With the presumption that tests are easily and readily available by August, Fauci said that it is possible for players who test negative to play football -- and some fans may even be able to attend.

"I think it's feasible that negative testing players could play to an empty stadium," Fauci told King. "Is it guaranteed? No way. ... There will be virus out there and you will know your players are negative at the time they step onto the field. You're not endangering. ... Also, if the virus is so low that even in the general community the risk is low, then I could see filling a third of the stadium or half the stadium so people could be six feet apart. I mean, that's something that is again feasible depending on the level of infection."

For that to happen, though, progress needs to be made. Fauci said that if the NFL season were beginning right now, it simply could not happen.

"Right now, if you fast forward, and it is now September. The season starts. I say you can't have a season -- it's impossible. There's too much infection out there. It doesn't matter what you do," Fauci explained. "But I would hope that by the time you get to September it's not gonna be the way it is right now."

That being said, Fauci laid out two issues that figure to be major hurdles for the NFL -- and all other sports leagues, really. First, if at any point multiple players test positive for COVID-19, a quarantine of all the people who came into contact with those players will be necessary. Secondly, the inherent nature of body-to-body contact in sports lends itself to the virus spreading.

"This is a respiratory virus, so it's going to be spread by shedding virus," Fauci told King. "The problem with virus shedding is that if I have it in my nasal pharynx, and it sheds and I wipe my hand against my nose -- now it's on my hand. You see, then I touch my chest or my thigh, then it's on my chest or my thigh for at least a few hours.
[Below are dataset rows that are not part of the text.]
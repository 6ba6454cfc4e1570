//! The reactive runner.
//!
//! A [`Rerunner`] repeatedly invokes a compute function, publishing each
//! committed result, and re-invokes it whenever a dependency registered
//! during the run is invalidated -- without busy-looping, with a debounce
//! between runs, and with bounded parallelism when the outer context
//! carries a limiter.

use std::future::Future;
use std::sync::atomic::{AtomicBool, Ordering};
use std::sync::Arc;
use std::time::Duration;

use log::{debug, info};
use parking_lot::Mutex;
use rustc_hash::FxHashSet;
use tokio::sync::{mpsc, Notify};
use tokio::time::Instant;
use tokio_util::sync::CancellationToken;

use crate::cache::RunCache;
use crate::limiter;
use crate::resource::{DependencyCollector, DependencySet, FxIndexMap, Resource};
use crate::{Context, Error};

/// Floor for the first retry backoff interval.
const MIN_RETRY_BACKOFF: Duration = Duration::from_millis(100);

/// Default ceiling for the exponential retry backoff.
pub const DEFAULT_RETRY_CAP: Duration = Duration::from_secs(30);

/// Construction options for a [`Rerunner`].
#[derive(Clone, Debug)]
pub struct RerunnerOptions {
    /// Minimum wall-clock gap enforced between two consecutive runs.
    pub min_rerun_interval: Duration,

    /// When true, the debounce interval is waived for every rerun, not
    /// just the next one.
    pub rerun_immediately: bool,

    /// Ceiling for the exponential retry backoff.
    pub retry_cap: Duration,
}

impl Default for RerunnerOptions {
    fn default() -> RerunnerOptions {
        RerunnerOptions {
            min_rerun_interval: Duration::ZERO,
            rerun_immediately: false,
            retry_cap: DEFAULT_RETRY_CAP,
        }
    }
}

/// Receiver side of a runner's publish stream: one `Result` per committed
/// run, in completion order, ending with the terminal error (if any)
/// before the channel closes.
pub type Updates<T> = mpsc::UnboundedReceiver<Result<T, Error>>;

/// Handle to a running reactive computation. Dropping the handle stops
/// the runner.
pub struct Rerunner {
    shared: Arc<Shared>,
}

struct Shared {
    stop: CancellationToken,
    signal: Arc<RunSignal>,
}

/// Shared between the runner loop and the invalidation hooks registered
/// on dependencies.
struct RunSignal {
    /// An invalidation arrived; the next run is due (after debounce).
    dirty: AtomicBool,
    notify: Notify,

    /// The next debounce is waived.
    immediate: AtomicBool,
    immediate_notify: Notify,

    /// Cancelled when a dependency fires while its run is still
    /// executing, discarding the in-flight result.
    run_token: Mutex<CancellationToken>,

    /// Resources the runner is itself releasing; their hooks must not
    /// schedule a rerun.
    muted: Mutex<FxHashSet<u64>>,
}

impl RunSignal {
    fn new() -> RunSignal {
        RunSignal {
            dirty: AtomicBool::new(false),
            notify: Notify::new(),
            immediate: AtomicBool::new(false),
            immediate_notify: Notify::new(),
            run_token: Mutex::new(CancellationToken::new()),
            muted: Mutex::new(FxHashSet::default()),
        }
    }

    fn invalidated(&self, resource_id: u64) {
        if self.muted.lock().contains(&resource_id) {
            return;
        }
        self.dirty.store(true, Ordering::SeqCst);
        self.run_token.lock().cancel();
        self.notify.notify_one();
    }

    /// Invalidates `resources` without scheduling a rerun.
    fn release(&self, resources: impl IntoIterator<Item = Resource>) {
        for resource in resources {
            self.muted.lock().insert(resource.id());
            resource.invalidate();
            self.muted.lock().remove(&resource.id());
        }
    }
}

impl Rerunner {
    /// Starts a runner for `compute` with the default retry cap and
    /// performs the first run eagerly. `min_rerun_interval` is the
    /// debounce between runs; with `rerun_immediately` the debounce is
    /// waived by default.
    pub fn new<T, F, Fut>(
        ctx: &Context,
        compute: F,
        min_rerun_interval: Duration,
        rerun_immediately: bool,
    ) -> (Rerunner, Updates<T>)
    where
        T: Send + 'static,
        F: FnMut(Context) -> Fut + Send + Sync + 'static,
        Fut: Future<Output = Result<T, Error>> + Send + 'static,
    {
        Rerunner::with_options(
            ctx,
            compute,
            RerunnerOptions {
                min_rerun_interval,
                rerun_immediately,
                retry_cap: DEFAULT_RETRY_CAP,
            },
        )
    }

    /// Starts a runner with explicit options.
    pub fn with_options<T, F, Fut>(
        ctx: &Context,
        compute: F,
        options: RerunnerOptions,
    ) -> (Rerunner, Updates<T>)
    where
        T: Send + 'static,
        F: FnMut(Context) -> Fut + Send + Sync + 'static,
        Fut: Future<Output = Result<T, Error>> + Send + 'static,
    {
        let (publish, updates) = mpsc::unbounded_channel();
        let stop = ctx.child_token();
        let signal = Arc::new(RunSignal::new());
        let shared = Arc::new(Shared {
            stop: stop.clone(),
            signal: signal.clone(),
        });

        let run_loop = RunLoop {
            base: ctx.clone(),
            stop,
            signal,
            options,
            publish,
            compute,
            live: FxIndexMap::default(),
            backoff: Duration::ZERO,
            last_run: None,
        };
        tokio::spawn(run_loop.run());

        (Rerunner { shared }, updates)
    }

    /// Cancels the in-flight run (if any), tears down the current cache --
    /// firing all resource cleanups through normal invalidation -- and
    /// stops the runner. Idempotent.
    pub fn stop(&self) {
        self.shared.stop.cancel();
    }

    /// Waives the next debounce interval: the run triggered by the next
    /// invalidation starts without waiting out `min_rerun_interval`.
    pub fn rerun_immediately(&self) {
        self.shared.signal.immediate.store(true, Ordering::SeqCst);
        self.shared.signal.immediate_notify.notify_one();
    }
}

impl Drop for Rerunner {
    fn drop(&mut self) {
        self.shared.stop.cancel();
    }
}

/// Why the loop is scheduling another run.
enum NextRun {
    /// First run, which is eager.
    Eager,
    /// Wait for an invalidation, then debounce.
    AfterInvalidation,
    /// Retry after the given backoff.
    Backoff(Duration),
}

enum RunOutcome {
    Committed,
    Retry,
    Superseded,
    Terminal,
    Stopped,
}

struct RunLoop<T, F> {
    base: Context,
    stop: CancellationToken,
    signal: Arc<RunSignal>,
    options: RerunnerOptions,
    publish: mpsc::UnboundedSender<Result<T, Error>>,
    compute: F,

    /// Every resource registered by the runs that produced the current
    /// cache, keyed by id. Kept alive here; released when superseded.
    live: FxIndexMap<u64, Resource>,

    /// Current retry backoff; zero after a successful run.
    backoff: Duration,
    last_run: Option<Instant>,
}

impl<T, F, Fut> RunLoop<T, F>
where
    T: Send + 'static,
    F: FnMut(Context) -> Fut + Send + Sync + 'static,
    Fut: Future<Output = Result<T, Error>> + Send + 'static,
{
    async fn run(mut self) {
        let mut cache = Arc::new(RunCache::new());
        let mut next = NextRun::Eager;
        loop {
            match next {
                NextRun::Eager => {}
                NextRun::AfterInvalidation => {
                    if !self.wait_for_invalidation().await {
                        return self.teardown();
                    }
                    if !self.debounce().await {
                        return self.teardown();
                    }
                }
                NextRun::Backoff(delay) => {
                    debug!("retrying in {:?}", delay);
                    tokio::select! {
                        biased;
                        _ = self.stop.cancelled() => return self.teardown(),
                        _ = tokio::time::sleep(delay) => {}
                    }
                }
            }

            next = match self.run_once(&mut cache).await {
                RunOutcome::Committed => NextRun::AfterInvalidation,
                RunOutcome::Superseded => NextRun::AfterInvalidation,
                RunOutcome::Retry => NextRun::Backoff(self.bump_backoff()),
                RunOutcome::Terminal | RunOutcome::Stopped => return self.teardown(),
            };
        }
    }

    /// Parks until a dependency fires. The dirty flag is left set -- it is
    /// consumed at run start, so further invalidations arriving during
    /// the debounce fold into the same rerun. Returns false on stop.
    async fn wait_for_invalidation(&self) -> bool {
        loop {
            if self.signal.dirty.load(Ordering::SeqCst) {
                return true;
            }
            tokio::select! {
                biased;
                _ = self.stop.cancelled() => return false,
                _ = self.signal.notify.notified() => {}
            }
        }
    }

    /// Enforces the minimum gap between runs unless waived. Returns false
    /// on stop.
    async fn debounce(&self) -> bool {
        if self.options.rerun_immediately || self.take_immediate() {
            return true;
        }
        let target = match self.last_run {
            Some(last_run) => last_run + self.options.min_rerun_interval,
            None => return true,
        };
        loop {
            tokio::select! {
                biased;
                _ = self.stop.cancelled() => return false,
                _ = self.signal.immediate_notify.notified() => {
                    if self.take_immediate() {
                        return true;
                    }
                }
                _ = tokio::time::sleep_until(target) => return true,
            }
        }
    }

    fn take_immediate(&self) -> bool {
        self.signal.immediate.swap(false, Ordering::SeqCst)
    }

    async fn run_once(&mut self, cache: &mut Arc<RunCache>) -> RunOutcome {
        // Everything invalidated so far is observed by this run.
        self.signal.dirty.store(false, Ordering::SeqCst);
        let run_token = self.stop.child_token();
        *self.signal.run_token.lock() = run_token.clone();

        let hook = {
            let signal = self.signal.clone();
            Arc::new(move |id| signal.invalidated(id)) as Arc<dyn Fn(u64) + Send + Sync>
        };
        let collector = Arc::new(DependencyCollector::new(hook));
        let ctx = self
            .base
            .derive_run(run_token.clone(), collector.clone(), cache.clone());

        debug!("starting run");
        self.last_run = Some(Instant::now());

        let (ctx, permit) = limiter::acquire(&ctx).await;
        let result = tokio::select! {
            biased;
            _ = run_token.cancelled() => None,
            result = (self.compute)(ctx.clone()) => Some(result),
        };
        drop(permit);

        let registered = collector.freeze();
        match result {
            None => {
                self.absorb(&registered);
                *cache = Arc::new(cache.successor(true).await);
                if self.stop.is_cancelled() {
                    RunOutcome::Stopped
                } else {
                    info!("run superseded by invalidation");
                    RunOutcome::Superseded
                }
            }
            Some(Ok(value)) => {
                debug!("run committed");
                self.backoff = Duration::ZERO;
                if self.publish.send(Ok(value)).is_err() {
                    debug!("updates receiver dropped");
                }
                self.supersede(registered);
                *cache = Arc::new(cache.successor(false).await);
                RunOutcome::Committed
            }
            Some(Err(err)) if err.is_retry() => {
                info!("retry requested, keeping cache");
                self.absorb(&registered);
                *cache = Arc::new(cache.successor(true).await);
                RunOutcome::Retry
            }
            Some(Err(err)) => {
                info!("run failed, terminating: {}", err);
                self.absorb(&registered);
                let _ = self.publish.send(Err(err));
                RunOutcome::Terminal
            }
        }
    }

    /// Folds the run's registered resources into the live set without
    /// releasing anything (retried, superseded, or failed runs).
    fn absorb(&mut self, registered: &DependencySet) {
        for resource in registered.resources() {
            self.live.insert(resource.id(), resource.clone());
        }
    }

    /// Replaces the live set with the committed run's registrations and
    /// asynchronously invalidates everything the new run no longer
    /// depends on, firing those cleanup chains.
    fn supersede(&mut self, registered: DependencySet) {
        let mut fresh = FxIndexMap::default();
        for resource in registered.resources() {
            fresh.insert(resource.id(), resource.clone());
        }
        std::mem::swap(&mut self.live, &mut fresh);

        let stale: Vec<Resource> = fresh
            .into_iter()
            .filter(|(id, _)| !self.live.contains_key(id))
            .map(|(_, resource)| resource)
            .collect();
        if !stale.is_empty() {
            debug!("releasing {} superseded dependencies", stale.len());
            let signal = self.signal.clone();
            tokio::spawn(async move {
                signal.release(stale);
            });
        }
    }

    /// Tears down the runner: every live dependency is invalidated, which
    /// runs its cleanups, exactly as if the underlying data had changed.
    fn teardown(&mut self) {
        debug!("tearing down runner");
        let live: Vec<Resource> = self.live.drain(..).map(|(_, resource)| resource).collect();
        self.signal.release(live);
    }

    fn bump_backoff(&mut self) -> Duration {
        let floor = self.options.min_rerun_interval.max(MIN_RETRY_BACKOFF);
        self.backoff = if self.backoff.is_zero() {
            floor
        } else {
            (self.backoff * 2).min(self.options.retry_cap)
        };
        self.backoff
    }
}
Sweat as such won't transmit it. But if people are in such close contact as football players are on every single play, then that's the perfect set up for spreading. I would think that if there is an infected football player on the field -- a middle linebacker, a tackle, whoever it is  -- as soon as they hit the next guy, the chances are that they will be shedding virus all over that person. If you really want to be in a situation where you want to be absolutely certain, you'd test all the players before the game. And you say, Those who are infected: Sorry, you're sidelined. Those who are free: Get in there and play."
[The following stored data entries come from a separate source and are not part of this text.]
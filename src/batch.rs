//! Batching coordinator.
//!
//! A [`Batcher`] coalesces many concurrent [`invoke`] calls into one bulk
//! call, trading a bounded amount of latency for fewer upstream fetches.
//! Calls are grouped per logical run (so unrelated requests never share a
//! flush) and a batch goes out when it reaches [`BatchOptions::max_size`]
//! or when [`BatchOptions::wait_interval`] has elapsed since its first
//! entry, whichever comes first.
//!
//! [`invoke`]: Batcher::invoke

use std::future::Future;
use std::sync::atomic::{AtomicU64, Ordering};
use std::sync::Arc;
use std::time::Duration;

use futures_channel::oneshot;
use futures_util::future::BoxFuture;
use futures_util::FutureExt;
use log::debug;
use parking_lot::Mutex;
use rustc_hash::FxHashMap;

use crate::{Context, Error};

/// Default maximum number of calls coalesced into one flush.
pub const DEFAULT_MAX_SIZE: usize = 100;

/// Default time the first caller of a batch waits for company.
pub const DEFAULT_WAIT_INTERVAL: Duration = Duration::from_millis(20);

/// Tuning knobs for a [`Batcher`].
#[derive(Clone, Debug)]
pub struct BatchOptions {
    /// Flush as soon as this many calls are pending. Must be positive.
    pub max_size: usize,

    /// Flush once this much time has passed since the batch's first entry.
    pub wait_interval: Duration,
}

impl Default for BatchOptions {
    fn default() -> BatchOptions {
        BatchOptions {
            max_size: DEFAULT_MAX_SIZE,
            wait_interval: DEFAULT_WAIT_INTERVAL,
        }
    }
}

type ManyFn<A, R> = dyn Fn(Context, Vec<A>) -> BoxFuture<'static, Result<Vec<R>, Error>>
    + Send
    + Sync;

/// Coalesces concurrent single-argument calls into bulk calls.
///
/// The bulk function receives the pending arguments in enqueue order and
/// must return one result per argument, in the same order. Cloning the
/// batcher is cheap; clones share the pending state.
pub struct Batcher<A, R> {
    inner: Arc<Inner<A, R>>,
}

impl<A, R> Clone for Batcher<A, R> {
    fn clone(&self) -> Batcher<A, R> {
        Batcher {
            inner: self.inner.clone(),
        }
    }
}

struct Inner<A, R> {
    many: Box<ManyFn<A, R>>,
    max_size: usize,
    wait_interval: Duration,
    next_generation: AtomicU64,
    pending: Mutex<FxHashMap<u64, PendingBatch<A, R>>>,
}

/// One open batch, keyed by the run id of its first caller.
struct PendingBatch<A, R> {
    ctx: Context,
    generation: u64,
    slots: Vec<Slot<A, R>>,
}

struct Slot<A, R> {
    arg: A,
    sender: oneshot::Sender<Result<R, Error>>,
}

impl<A, R> Batcher<A, R>
where
    A: Send + 'static,
    R: Send + 'static,
{
    /// Creates a batcher around the bulk function `many`.
    ///
    /// # Panics
    ///
    /// Panics if `options.max_size` is zero.
    pub fn new<F, Fut>(options: BatchOptions, many: F) -> Batcher<A, R>
    where
        F: Fn(Context, Vec<A>) -> Fut + Send + Sync + 'static,
        Fut: Future<Output = Result<Vec<R>, Error>> + Send + 'static,
    {
        assert!(options.max_size > 0, "batch max_size must be positive");
        Batcher {
            inner: Arc::new(Inner {
                many: Box::new(move |ctx, args| many(ctx, args).boxed()),
                max_size: options.max_size,
                wait_interval: options.wait_interval,
                next_generation: AtomicU64::new(1),
                pending: Mutex::new(FxHashMap::default()),
            }),
        }
    }

    /// Enqueues `arg` and waits for its result from the next flush.
    ///
    /// Cancellation of `ctx` abandons only this slot: the caller gets the
    /// cancellation error, the argument is dropped from the bulk call if
    /// the flush has not yet fired, and the rest of the batch proceeds.
    pub async fn invoke(&self, ctx: &Context, arg: A) -> Result<R, Error> {
        if ctx.is_cancelled() {
            return Err(ctx.cancellation_error());
        }

        let (sender, receiver) = oneshot::channel();
        let full = {
            let mut pending = self.inner.pending.lock();
            let batch = pending.entry(ctx.run_id()).or_insert_with(|| {
                let generation = self.inner.next_generation.fetch_add(1, Ordering::Relaxed);
                self.spawn_flush_timer(ctx.run_id(), generation);
                PendingBatch {
                    ctx: ctx.clone(),
                    generation,
                    slots: Vec::new(),
                }
            });
            batch.slots.push(Slot { arg, sender });
            if batch.slots.len() >= self.inner.max_size {
                pending.remove(&ctx.run_id())
            } else {
                None
            }
        };

        if let Some(batch) = full {
            let inner = self.inner.clone();
            tokio::spawn(async move {
                inner.flush(batch).await;
            });
        }

        tokio::select! {
            biased;
            _ = ctx.cancelled() => Err(ctx.cancellation_error()),
            result = receiver => match result {
                Ok(outcome) => outcome,
                // The flush dispatched no result for this slot; it can only
                // have been torn down, which reads as cancellation here.
                Err(oneshot::Canceled) => Err(Error::Cancelled),
            },
        }
    }

    /// Arms the wait-interval timer for a freshly opened batch. The
    /// generation check resolves the race against a size-triggered flush
    /// that swapped this batch out (and possibly a successor in) first.
    fn spawn_flush_timer(&self, run_id: u64, generation: u64) {
        let inner = self.inner.clone();
        tokio::spawn(async move {
            tokio::time::sleep(inner.wait_interval).await;
            let batch = {
                let mut pending = inner.pending.lock();
                let still_ours = pending
                    .get(&run_id)
                    .map_or(false, |batch| batch.generation == generation);
                if still_ours {
                    pending.remove(&run_id)
                } else {
                    None
                }
            };
            if let Some(batch) = batch {
                inner.flush(batch).await;
            }
        });
    }
}

impl<A, R> Inner<A, R> {
    async fn flush(&self, batch: PendingBatch<A, R>) {
        let mut args = Vec::with_capacity(batch.slots.len());
        let mut senders = Vec::with_capacity(batch.slots.len());
        for slot in batch.slots {
            // A cancelled invoker dropped its receiver; its argument does
            // not go upstream.
            if slot.sender.is_canceled() {
                continue;
            }
            args.push(slot.arg);
            senders.push(slot.sender);
        }
        if senders.is_empty() {
            return;
        }

        debug!("flushing batch of {} calls", senders.len());
        match (self.many)(batch.ctx, args).await {
            Ok(results) => {
                let expected = senders.len();
                let got = results.len();
                let mut results = results.into_iter();
                for sender in senders {
                    let outcome = match results.next() {
                        Some(result) => Ok(result),
                        None => Err(Error::ShortBatch { expected, got }),
                    };
                    let _ = sender.send(outcome);
                }
            }
            Err(err) => {
                for sender in senders {
                    let _ = sender.send(Err(err.clone()));
                }
            }
        }
    }
}

#[cfg(test)]
mod tests {
    use super::*;

    #[test]
    fn default_options() {
        let options = BatchOptions::default();
        assert_eq!(options.max_size, DEFAULT_MAX_SIZE);
        assert_eq!(options.wait_interval, DEFAULT_WAIT_INTERVAL);
    }

    #[test]
    #[should_panic(expected = "max_size must be positive")]
    fn zero_max_size_is_rejected() {
        let _ = Batcher::<u32, u32>::new(
            BatchOptions {
                max_size: 0,
                ..BatchOptions::default()
            },
            |_ctx, _args| async { Ok(Vec::new()) },
        );
    }
}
Fauci added: "To be 100 percent sure, you've got to test every day. But that's not practical and that's never going to happen. But you can diminish dramatically by testing everybody Saturday night, Sunday morning, and say OK, only negative players play."

Fauci said that "there is virtually no chance [the virus] will be eradicated" over the summer, and thus, it will return in the fall.
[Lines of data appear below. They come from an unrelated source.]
//! Randomized stress: several runners over a shared set of rotating
//! resources, strobed from a driver task.

use std::sync::atomic::{AtomicUsize, Ordering};
use std::sync::Arc;
use std::time::Duration;

use parking_lot::Mutex;
use rand::Rng;
use strobe::{add_dependency, cache, Context, Error, Rerunner, Resource};

const N_RUNNERS: usize = 4;
const N_SLOTS: usize = 8;
const N_STROBES: usize = 50;

#[tokio::test(flavor = "multi_thread", worker_threads = 4)]
async fn runners_survive_random_strobing() {
    let _ = env_logger::builder().is_test(true).try_init();

    let slots: Arc<Vec<Mutex<Resource>>> =
        Arc::new((0..N_SLOTS).map(|_| Mutex::new(Resource::new())).collect());
    let published = Arc::new(AtomicUsize::new(0));

    let mut runners = Vec::new();
    let mut consumers = Vec::new();
    for i in 0..N_RUNNERS {
        let slots = slots.clone();
        let (runner, mut updates) = Rerunner::new(
            &Context::background(),
            move |ctx| {
                let slots = slots.clone();
                async move {
                    let mut total = 0u64;
                    for offset in 0..3 {
                        let index = (i + offset) % N_SLOTS;
                        let slots = slots.clone();
                        total += cache(&ctx, index, move |ctx| async move {
                            add_dependency(&ctx, &slots[index].lock());
                            Ok::<_, Error>(index as u64)
                        })
                        .await?;
                    }
                    Ok(total)
                }
            },
            Duration::from_millis(1),
            false,
        );
        runners.push(runner);

        let published = published.clone();
        consumers.push(tokio::spawn(async move {
            while let Some(result) = updates.recv().await {
                result.expect("runner terminated with an error");
                published.fetch_add(1, Ordering::SeqCst);
            }
        }));
    }

    // Drive random invalidations.
    {
        let mut rng = rand::thread_rng();
        for _ in 0..N_STROBES {
            let slot = rng.gen_range(0..N_SLOTS);
            let previous = {
                let mut slot = slots[slot].lock();
                std::mem::replace(&mut *slot, Resource::new())
            };
            previous.strobe();
            tokio::time::sleep(Duration::from_millis(rng.gen_range(1..4))).await;
        }
    }
    tokio::time::sleep(Duration::from_millis(50)).await;

    for runner in &runners {
        runner.stop();
    }
    for consumer in consumers {
        consumer.await.unwrap();
    }

    assert!(
        published.load(Ordering::SeqCst) >= N_RUNNERS,
        "only {} publishes",
        published.load(Ordering::SeqCst)
    );
}
impl Serialize for Value {
    fn serialize<S: ser::Serializer>(&self, serializer: S) -> Result<S::Ok, S::Error> {
        use serde::ser::{
            SerializeMap, SerializeSeq, SerializeStruct, SerializeStructVariant, SerializeTuple,
            SerializeTupleStruct, SerializeTupleVariant,
        };

        match self {
            Value::Unit => serializer.serialize_unit(),
            Value::Bool(v) => serializer.serialize_bool(*v),
            Value::I8(v) => serializer.serialize_i8(*v),
            Value::I16(v) => serializer.serialize_i16(*v),
            Value::I32(v) => serializer.serialize_i32(*v),
            Value::I64(v) => serializer.serialize_i64(*v),
            Value::I128(v) => serializer.serialize_i128(*v),
            Value::U8(v) => serializer.serialize_u8(*v),
            Value::U16(v) => serializer.serialize_u16(*v),
            Value::U32(v) => serializer.serialize_u32(*v),
            Value::U64(v) => serializer.serialize_u64(*v),
            Value::U128(v) => serializer.serialize_u128(*v),
            Value::F32(bits) => serializer.serialize_f32(f32::from_bits(*bits)),
            Value::F64(bits) => serializer.serialize_f64(f64::from_bits(*bits)),
            Value::Char(v) => serializer.serialize_char(*v),
            Value::Str(v) => serializer.serialize_str(v),
            Value::Bytes(v) => serializer.serialize_bytes(v),
            Value::None => serializer.serialize_none(),
            Value::Some(v) => serializer.serialize_some(v),
            Value::UnitStruct(name) => serializer.serialize_unit_struct(*name),
            Value::UnitVariant(name, index, variant) => {
                serializer.serialize_unit_variant(*name, *index, *variant)
            }
            Value::NewtypeStruct(name, v) => serializer.serialize_newtype_struct(*name, v),
            Value::NewtypeVariant(name, index, variant, v) => {
                serializer.serialize_newtype_variant(*name, *index, *variant, v)
            }
            Value::Seq(items) => {
                let mut seq = serializer.serialize_seq(Some(items.len()))?;
                for item in items {
                    seq.serialize_element(item)?;
                }
                seq.end()
            }
            Value::Tuple(items) => {
                let mut tuple = serializer.serialize_tuple(items.len())?;
                for item in items {
                    tuple.serialize_element(item)?;
                }
                tuple.end()
            }
            Value::TupleStruct(name, items) => {
                let mut tuple = serializer.serialize_tuple_struct(*name, items.len())?;
                for item in items {
                    tuple.serialize_field(item)?;
                }
                tuple.end()
            }
            Value::TupleVariant(name, index, variant, items) => {
                let mut tuple =
                    serializer.serialize_tuple_variant(*name, *index, *variant, items.len())?;
                for item in items {
                    tuple.serialize_field(item)?;
                }
                tuple.end()
            }
            Value::Map(entries) => {
                let mut map = serializer.serialize_map(Some(entries.len()))?;
                for (key, value) in entries {
                    map.serialize_entry(key, value)?;
                }
                map.end()
            }
            Value::Struct(name, fields) => {
                let mut st = serializer.serialize_struct(*name, fields.len())?;
                for (field, value) in fields {
                    st.serialize_field(*field, value)?;
                }
                st.end()
            }
            Value::StructVariant(name, index, variant, fields) => {
                let mut st =
                    serializer.serialize_struct_variant(*name, *index, *variant, fields.len())?;
                for (field, value) in fields {
                    st.serialize_field(*field, value)?;
                }
                st.end()
            }
        }
    }
}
"It will be entirely dependent on the effectiveness with which we as a society respond to the inevitable outbreak that will occur," Fauci said of the fall. "Even if the virus goes down dramatically in June and July and August, as the virus starts returning in the fall, it would be in my mind, shame on us if we don't have in place all of the mechanisms to prevent it from blowing up again. In other words, enough testing to test everybody that needs to be tested. Enough testing so that when someone gets infected, you could immediately do contact tracing and isolation to prevent the infection from going to a couple of infections to hundreds of infections. That's how you control an outbreak. So, practically speaking, the success or failure, the ability or not, to actually have a football season is going to depend on just on what I said ... but what I'm really saying is it's unpredictable depending upon how we respond in the fall."

Asked directly if teams would have to pull off a star player -- Patrick Mahomes, for example -- if he tested positive, Fauci didn't hesitate.

"Absolutely, absolutely. It would be malpractice in medicine to put him on the field, absolutely," Fauci said.

Again, it wasn't a particularly optimistic or pessimistic view of what can happen with the NFL this fall. It was merely a fairly clear picture that an NFL season in 2020 is possible yet precarious.